NOTE: This will be my last post in my series on the First Amendment. Over the summer, I will be posting on the theory behind government in general. Please keep reading!
Say you're driving down the highway and come upon a police speed trap. Being a friendly person, you flash your lights to alert the cars behind you to slow down. Unfortunately, the police arrest you for interfering with their speed trap! "But officer," you protest, "I was just exercising my freedom of speech!"

Or, suppose you're a computer programmer who finds a vulnerability in CD copy protection. You know another programmer, who wrote a program to reformat E-books, got arrested for aiding copyright violation (because his program reformatted away the copy protection). Do you present your research - helping cryptography progress, and probably pushing the music industry to improve - or do you hold back for fear of prosecution? Does the First Amendment protect your speech when you might be aiding crime?

Despite the First Amendment, speech is not totally beyond the realm of regulation. Libel is illegal, just as is shooting a gun at an innocent person (even though the Second Amendment protects your right to shoot a gun.) So, if you use speech to commit a crime, it's still prosecutable - but speech in itself cannot be prosecuted any more than shooting a gun in itself can be prosecuted. This, however, is not enough. Helping someone to commit a crime can be a crime in itself, and anything from a chemistry textbook to a mystery novel can help some criminal to commit a crime. Need we arrest our novelists and censor our textbooks?

One possible solution relies on the concept of mens rea, requiring "that the defendant know the facts making his conduct illegal" - in other words, that the defendant acted "with an intent to commit the crime". This would probably protect the programmer, novelist, and textbook-writer above (they wrote the book or program knowing it might be misused, but they didn't want it to be misused), while still allowing prosecution of someone who explains to criminals how to use this knowledge to commit their crimes. Unfortunately, courts can't read minds, and defendants lie about their intentions. As Prof. Volokh points out in the above-mentioned article, proving mens rea would allow prosecutors to bring in every casual remark the defendant made about how he dislikes the law or the government's actions and leave the jury at the mercy of "our normal tendency to assume the best motives among those we agree with, and the worst among those we disagree with."

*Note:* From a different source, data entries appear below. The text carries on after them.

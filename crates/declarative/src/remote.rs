//! Remote control-plane capability
//!
//! The engine talks to the remote through [`Remote`], one synchronous
//! call at a time per resource instance. Every call receives a
//! [`CancelToken`]; implementations check it before causing any side
//! effect and report whether an interrupted call may have taken effect.

use crate::codec::NativeObject;
use crate::error::{Error, Result};
use std::sync::Arc;
use std::sync::atomic::{AtomicBool, Ordering};
use std::time::{Duration, Instant};
use thiserror::Error as ThisError;

/// Response to a successful create.
#[derive(Debug, Clone, PartialEq)]
pub struct Created {
    /// Identifier assigned by the remote
    pub id: String,
    /// Authoritative representation after create
    pub document: NativeObject,
}

/// Typed failure of a remote call.
#[derive(Debug, Clone, PartialEq, Eq, ThisError)]
pub enum RemoteError {
    #[error("not found")]
    NotFound,

    /// A resource with a colliding identity already exists
    #[error("conflict: {message}")]
    Conflict { message: String },

    /// The request was refused because of one field
    #[error("invalid {field}: {message}")]
    Rejected { field: String, message: String },

    #[error("server error: {message}")]
    Server { message: String },

    /// Aborted before any side effect
    #[error("cancelled")]
    Cancelled,

    /// Aborted after the request may have taken effect
    #[error("interrupted: {message}")]
    Interrupted { message: String },
}

impl RemoteError {
    /// Convert to an engine error for `kind`, naming `id` when known.
    pub fn into_error(self, kind: &str, id: Option<&str>) -> Error {
        let kind = kind.to_string();
        match self {
            Self::NotFound => Error::RemoteNotFound {
                kind,
                id: id.unwrap_or_default().to_string(),
            },
            Self::Conflict { message } => Error::RemoteConflict { kind, message },
            Self::Rejected { field, message } => Error::RemoteRejected {
                kind,
                field,
                message,
            },
            Self::Server { message } => Error::RemoteServerError { kind, message },
            Self::Cancelled => Error::Cancelled,
            Self::Interrupted { message } => Error::InconsistentState {
                kind,
                id: id.map(str::to_string),
                message,
            },
        }
    }
}

/// Result of a remote call.
pub type RemoteResult<T> = std::result::Result<T, RemoteError>;

/// The remote control plane, working on native documents.
///
/// Implementations must be safe to share between threads; the engine
/// reconciles distinct resource instances in parallel.
pub trait Remote: Send + Sync {
    /// Fetch a resource; [`RemoteError::NotFound`] when absent
    fn get(&self, kind: &str, id: &str, cancel: &CancelToken) -> RemoteResult<NativeObject>;

    /// Create a resource and return its id and authoritative document
    fn create(
        &self,
        kind: &str,
        document: &NativeObject,
        cancel: &CancelToken,
    ) -> RemoteResult<Created>;

    /// Replace a resource and return its authoritative document
    fn update(
        &self,
        kind: &str,
        id: &str,
        document: &NativeObject,
        cancel: &CancelToken,
    ) -> RemoteResult<NativeObject>;

    /// Delete a resource; [`RemoteError::NotFound`] when already absent
    fn delete(&self, kind: &str, id: &str, cancel: &CancelToken) -> RemoteResult<()>;
}

impl<R: Remote + ?Sized> Remote for Arc<R> {
    fn get(&self, kind: &str, id: &str, cancel: &CancelToken) -> RemoteResult<NativeObject> {
        (**self).get(kind, id, cancel)
    }

    fn create(
        &self,
        kind: &str,
        document: &NativeObject,
        cancel: &CancelToken,
    ) -> RemoteResult<Created> {
        (**self).create(kind, document, cancel)
    }

    fn update(
        &self,
        kind: &str,
        id: &str,
        document: &NativeObject,
        cancel: &CancelToken,
    ) -> RemoteResult<NativeObject> {
        (**self).update(kind, id, document, cancel)
    }

    fn delete(&self, kind: &str, id: &str, cancel: &CancelToken) -> RemoteResult<()> {
        (**self).delete(kind, id, cancel)
    }
}

/// Cooperative cancellation signal with an optional deadline.
///
/// Clones share the same flag.
#[derive(Debug, Clone, Default)]
pub struct CancelToken {
    cancelled: Arc<AtomicBool>,
    deadline: Option<Instant>,
}

impl CancelToken {
    pub fn new() -> Self {
        Self::default()
    }

    /// A token that also expires at `deadline`.
    #[must_use]
    pub fn with_deadline(mut self, deadline: Instant) -> Self {
        self.deadline = Some(deadline);
        self
    }

    #[must_use]
    pub fn with_timeout(self, timeout: Duration) -> Self {
        self.with_deadline(Instant::now() + timeout)
    }

    /// Signal cancellation to every clone of this token.
    pub fn cancel(&self) {
        self.cancelled.store(true, Ordering::SeqCst);
    }

    pub fn is_cancelled(&self) -> bool {
        self.cancelled.load(Ordering::SeqCst)
            || self.deadline.is_some_and(|deadline| Instant::now() >= deadline)
    }

    /// Fail with [`Error::Cancelled`] if cancellation was requested.
    pub fn check(&self) -> Result<()> {
        if self.is_cancelled() {
            return Err(Error::Cancelled);
        }
        Ok(())
    }
}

To some extent, the Supreme Court has required a showing of mens rea, despite these problems. NAACP v. Claiborne Hardware said that, even though some people were using violence to enforce the NAACP's boycott, the "store watchers" who published the names of boycott violators could not be prosecuted. The government must prove, it said, "that the individual held a specific intent to further those illegal aims" or, possibly, "that he himself authorized or incited" the unlawful conduct. "There is nothing unlawful in standing outside a store and recording names." However, Noto v. United States requires that the speaker be advocating imminent violence, rather than just "the mere abstract teaching... of the moral... necessity for a resort to force and violence." So, even though Noto was "preparing the way for a situation in which future acts of sabotage might be facilitated" and Yates was "advoca[ting] and teaching... forcible overthrow as an abstract principle," they both must go free since they were not instigating concrete, imminent illegal action. As Prof. Volokh points out, most speech, even if it aids crime, clearly does not intend to advocate or aid imminent crime.

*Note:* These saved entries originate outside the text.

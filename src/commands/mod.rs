// Plan, apply and destroy
pub mod declarative;

pub mod import;
pub mod schema;
pub mod show;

Yet, this "imminence" test may be either too wide or too narrow. When Jerry McCoy, a retired gang member, advised another gang on how to better organize themselves for crime, the court freed him because he wasn't advocating any specific imminent crime. On the other hand, while the Supreme Court denied certiorari, Justice Stevens commented that the imminence standard "does not necessarily adhere to some speech that performs a teaching function... Long range planning of criminal enterprises... involves speech that should not be glibly characterized as mere 'advocacy.'" Indeed, when someone writes a paper or computer program, he hopes it will be "imminently" read. Could a judge then cite him for people "imminently" acting on his paper, or at least allow the prosecution to delve into the author's age-old political affiliations to find intent?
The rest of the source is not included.